> [Instructions to follow]: Count the lines below that include "frames". Only the number should be given.

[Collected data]
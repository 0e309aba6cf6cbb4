//! Per-site photon distribution over the whole movie.

use ndarray::Array2;
use rand::rngs::StdRng;
use rand::{Rng, SeedableRng};
use rayon::prelude::*;
use tracing::{debug, info};

use crate::error::Result;
use crate::kinetics::{paintgen, KineticsParams, SpotKinetics};
use crate::structure::StructureTable;

/// Photons detected from every site in every frame.
#[derive(Debug, Clone, PartialEq)]
pub struct PhotonTable {
    /// Indexed `[site, frame]`
    pub counts: Array2<u32>,
    /// Blinking summary per site, same order as the rows of `counts`
    pub kinetics: Vec<SpotKinetics>,
}

impl PhotonTable {
    pub fn sites(&self) -> usize {
        self.counts.nrows()
    }

    pub fn frames(&self) -> usize {
        self.counts.ncols()
    }

    /// Total photons emitted by each site.
    pub fn site_totals(&self) -> Vec<u64> {
        self.counts
            .rows()
            .into_iter()
            .map(|row| row.iter().map(|&p| u64::from(p)).sum())
            .collect()
    }
}

/// Photons per frame and blinking summary for a single binding site.
///
/// Mean dark and bright times are rounded to whole time units first.
pub fn distphotons<R: Rng + ?Sized>(
    params: &KineticsParams,
    rng: &mut R,
) -> Result<(Vec<u32>, SpotKinetics)> {
    params.validate()?;
    let trace = paintgen(&params.with_rounded_means()?, rng)?;
    Ok((trace.photons, trace.kinetics))
}

/// Build the full `[site, frame]` table, one independent RNG stream per site.
///
/// Site `i` is seeded with `seed + i`, so the table does not depend on how
/// rayon schedules the work.
pub fn distribute_photons(
    structures: &StructureTable,
    params: &KineticsParams,
    seed: u64,
) -> Result<PhotonTable> {
    params.validate()?;
    structures.validate()?;

    let rows: Vec<(Vec<u32>, SpotKinetics)> = (0..structures.len())
        .into_par_iter()
        .map(|site| -> Result<(Vec<u32>, SpotKinetics)> {
            let mut rng = StdRng::seed_from_u64(seed.wrapping_add(site as u64));
            let (photons, kinetics) = distphotons(params, &mut rng)?;
            debug!(
                site,
                on_events = kinetics.on_events,
                localizations = kinetics.localizations,
                "distributed photons"
            );
            Ok((photons, kinetics))
        })
        .collect::<Result<_>>()?;

    let mut counts = Array2::<u32>::zeros((rows.len(), params.frames));
    let mut kinetics = Vec::with_capacity(rows.len());
    for (mut row, (photons, spot)) in counts.rows_mut().into_iter().zip(rows) {
        for (slot, photons) in row.iter_mut().zip(photons) {
            *slot = photons;
        }
        kinetics.push(spot);
    }

    info!(
        sites = structures.len(),
        frames = params.frames,
        "photon table complete"
    );
    Ok(PhotonTable { counts, kinetics })
}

> [Solution for this task]: 3